[Saved data entries]
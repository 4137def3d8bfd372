use thiserror::Error;

#[derive(Error, Debug)]
pub enum StakeError {
    #[error("API request failed: {0}")]
    ApiError(#[from] reqwest::Error),

    #[error("IO error: {0}")]
    IoError(#[from] std::io::Error),

    #[error("Serialization error: {0}")]
    SerializationError(#[from] serde_json::Error),

    #[error("Configuration error in '{field}': {message}")]
    ConfigValidationError { field: String, message: String },

    #[error("Missing required configuration: {field}")]
    MissingConfigError { field: String },

    #[error("Invalid value '{value}' for '{field}': {reason}")]
    InvalidConfigValueError {
        field: String,
        value: String,
        reason: String,
    },

    #[error("Credential error: {message}")]
    CredentialError { message: String },

    #[error("Invalid private key: {message}")]
    InvalidKeyError { message: String },

    #[error("invalid private key length: expected {expected} bytes, got {actual} bytes")]
    InvalidKeyLengthError { expected: usize, actual: usize },

    #[error("Transaction error: {message}")]
    TransactionError { message: String },

    #[error("Platform API error (HTTP {status}, {code}): {message}")]
    PlatformError {
        status: u16,
        code: String,
        message: String,
    },

    #[error("RPC error {code}: {message}")]
    RpcError { code: i64, message: String },

    #[error("Timed out: {message}")]
    TimeoutError { message: String },

    #[error("Validation error: {message}")]
    ValidationError { message: String },
}

#[derive(Debug, Clone, Copy, PartialEq, Eq)]
pub enum ErrorCategory {
    Configuration,
    Credentials,
    Network,
    Remote,
    Data,
    System,
}

#[derive(Debug, Clone, Copy, PartialEq, Eq, PartialOrd, Ord)]
pub enum ErrorSeverity {
    Medium,
    High,
    Critical,
}

impl StakeError {
    pub fn category(&self) -> ErrorCategory {
        match self {
            StakeError::ConfigValidationError { .. }
            | StakeError::MissingConfigError { .. }
            | StakeError::InvalidConfigValueError { .. }
            | StakeError::ValidationError { .. } => ErrorCategory::Configuration,
            StakeError::CredentialError { .. }
            | StakeError::InvalidKeyError { .. }
            | StakeError::InvalidKeyLengthError { .. } => ErrorCategory::Credentials,
            StakeError::ApiError(_) | StakeError::TimeoutError { .. } => ErrorCategory::Network,
            StakeError::PlatformError { .. } | StakeError::RpcError { .. } => {
                ErrorCategory::Remote
            }
            StakeError::SerializationError(_) | StakeError::TransactionError { .. } => {
                ErrorCategory::Data
            }
            StakeError::IoError(_) => ErrorCategory::System,
        }
    }

    pub fn severity(&self) -> ErrorSeverity {
        match self.category() {
            // 網路與遠端錯誤通常可以重試
            ErrorCategory::Network | ErrorCategory::Remote => ErrorSeverity::Medium,
            ErrorCategory::Configuration | ErrorCategory::Credentials | ErrorCategory::Data => {
                ErrorSeverity::High
            }
            ErrorCategory::System => ErrorSeverity::Critical,
        }
    }

    /// 是否值得在稍後重新執行
    pub fn is_retryable(&self) -> bool {
        match self {
            StakeError::ApiError(e) => e.is_timeout() || e.is_connect(),
            StakeError::TimeoutError { .. } => true,
            StakeError::PlatformError { status, .. } => *status == 429 || *status >= 500,
            _ => false,
        }
    }

    pub fn recovery_suggestion(&self) -> String {
        match self {
            StakeError::ApiError(_) => {
                "Check network connectivity and the platform / RPC endpoint URLs".to_string()
            }
            StakeError::IoError(_) => {
                "Check that the file exists and is readable by the current user".to_string()
            }
            StakeError::SerializationError(_) => {
                "The remote service returned an unexpected payload; retry with --verbose"
                    .to_string()
            }
            StakeError::ConfigValidationError { field, .. }
            | StakeError::InvalidConfigValueError { field, .. } => {
                format!("Fix the value of '{}' and run again", field)
            }
            StakeError::MissingConfigError { field } => {
                format!("Provide '{}' via command line flag, environment or config file", field)
            }
            StakeError::CredentialError { .. } => {
                "Make sure CDP_API_KEY_PATH points to the JSON key file downloaded from the platform"
                    .to_string()
            }
            StakeError::InvalidKeyError { .. } | StakeError::InvalidKeyLengthError { .. } => {
                "SOLANA_PRIVATE_KEY_PATH must contain a base58 encoded 64-byte ed25519 keypair"
                    .to_string()
            }
            StakeError::TransactionError { .. } => {
                "Check that the address matches the private key and the network is correct"
                    .to_string()
            }
            StakeError::PlatformError { status, .. } if *status == 401 => {
                "The API key was rejected; check that it is valid and not expired".to_string()
            }
            StakeError::PlatformError { .. } => {
                "Check the address, amount and network, then retry".to_string()
            }
            StakeError::RpcError { .. } => {
                "The RPC node rejected the transaction; check the balance and retry".to_string()
            }
            StakeError::TimeoutError { .. } => {
                "Increase the poll timeout or retry later".to_string()
            }
            StakeError::ValidationError { .. } => "Review the input values".to_string(),
        }
    }

    pub fn user_friendly_message(&self) -> String {
        match self.category() {
            ErrorCategory::Configuration => format!("Configuration problem: {}", self),
            ErrorCategory::Credentials => format!("Credential problem: {}", self),
            ErrorCategory::Network => format!("Network problem: {}", self),
            ErrorCategory::Remote => format!("Remote service refused the request: {}", self),
            ErrorCategory::Data => format!("Unexpected data: {}", self),
            ErrorCategory::System => format!("System error: {}", self),
        }
    }

    /// 對應嚴重程度的程序退出碼
    pub fn exit_code(&self) -> i32 {
        match self.severity() {
            ErrorSeverity::Medium => 2,
            ErrorSeverity::High => 1,
            ErrorSeverity::Critical => 3,
        }
    }
}

pub type Result<T> = std::result::Result<T, StakeError>;
use cdp_stake::config::build_engine;
use cdp_stake::core::ConfigProvider;
use cdp_stake::utils::{logger, validation::Validate};
use cdp_stake::TomlConfig;
use clap::Parser;

#[derive(Parser)]
#[command(name = "toml-stake")]
#[command(about = "Stake SOL using a TOML configuration file")]
struct Args {
    /// Path to TOML configuration file
    #[arg(short, long, default_value = "stake-config.toml")]
    config: String,

    /// Enable verbose output
    #[arg(short, long)]
    verbose: bool,

    /// Override the amount from the config file
    #[arg(long)]
    amount: Option<String>,

    /// Build and sign only, overriding the config file
    #[arg(long)]
    dry_run: bool,
}

#[tokio::main]
async fn main() -> anyhow::Result<()> {
    let args = Args::parse();

    // 載入 TOML 配置
    let mut config = match TomlConfig::from_file(&args.config) {
        Ok(config) => config,
        Err(e) => {
            eprintln!("❌ Failed to load config file '{}': {}", args.config, e);
            eprintln!("💡 Make sure the file exists and is valid TOML format");
            std::process::exit(1);
        }
    };

    logger::init_logger(args.verbose || config.verbose(), config.log_json());
    tracing::info!("📁 Loaded configuration from: {}", args.config);

    // 應用命令列覆蓋設定
    if let Some(amount) = args.amount {
        tracing::info!("🔧 Amount overridden to: {}", amount);
        config.stake.amount = Some(amount);
    }
    if args.dry_run {
        config.stake.dry_run = Some(true);
    }

    if let Err(e) = config.validate() {
        tracing::error!("❌ Configuration validation failed: {}", e);
        tracing::error!("💡 Suggestion: {}", e.recovery_suggestion());
        eprintln!("❌ {}", e.user_friendly_message());
        std::process::exit(e.exit_code());
    }

    display_config_summary(&config);

    let result = match build_engine(&config) {
        Ok(engine) => engine.run().await,
        Err(e) => Err(e),
    };

    if let Err(e) = result {
        tracing::error!(
            "❌ Staking failed: {} (Category: {:?}, Severity: {:?})",
            e,
            e.category(),
            e.severity()
        );
        if e.is_retryable() {
            tracing::warn!("🔁 This error is transient; running again may succeed");
        }
        eprintln!("❌ {}", e.user_friendly_message());
        eprintln!("💡 Suggestion: {}", e.recovery_suggestion());
        std::process::exit(e.exit_code());
    }

    Ok(())
}

fn display_config_summary(config: &TomlConfig) {
    tracing::info!("📋 Configuration Summary:");
    tracing::info!("  Network: {}", config.network());
    tracing::info!("  Address: {}", config.address());
    tracing::info!("  Amount: {} {}", config.amount(), config.asset_id());
    tracing::info!("  Platform: {}", config.platform_base_url());
    tracing::info!("  RPC: {}", config.rpc_url());
    if config.dry_run() {
        tracing::info!("  🔍 DRY RUN MODE ENABLED");
    }
}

Required action:
Return every line above in which the string "bool" occurs.

Answer to this exercise:
    pub fn is_retryable(&self) -> bool {
    verbose: bool,
    dry_run: bool,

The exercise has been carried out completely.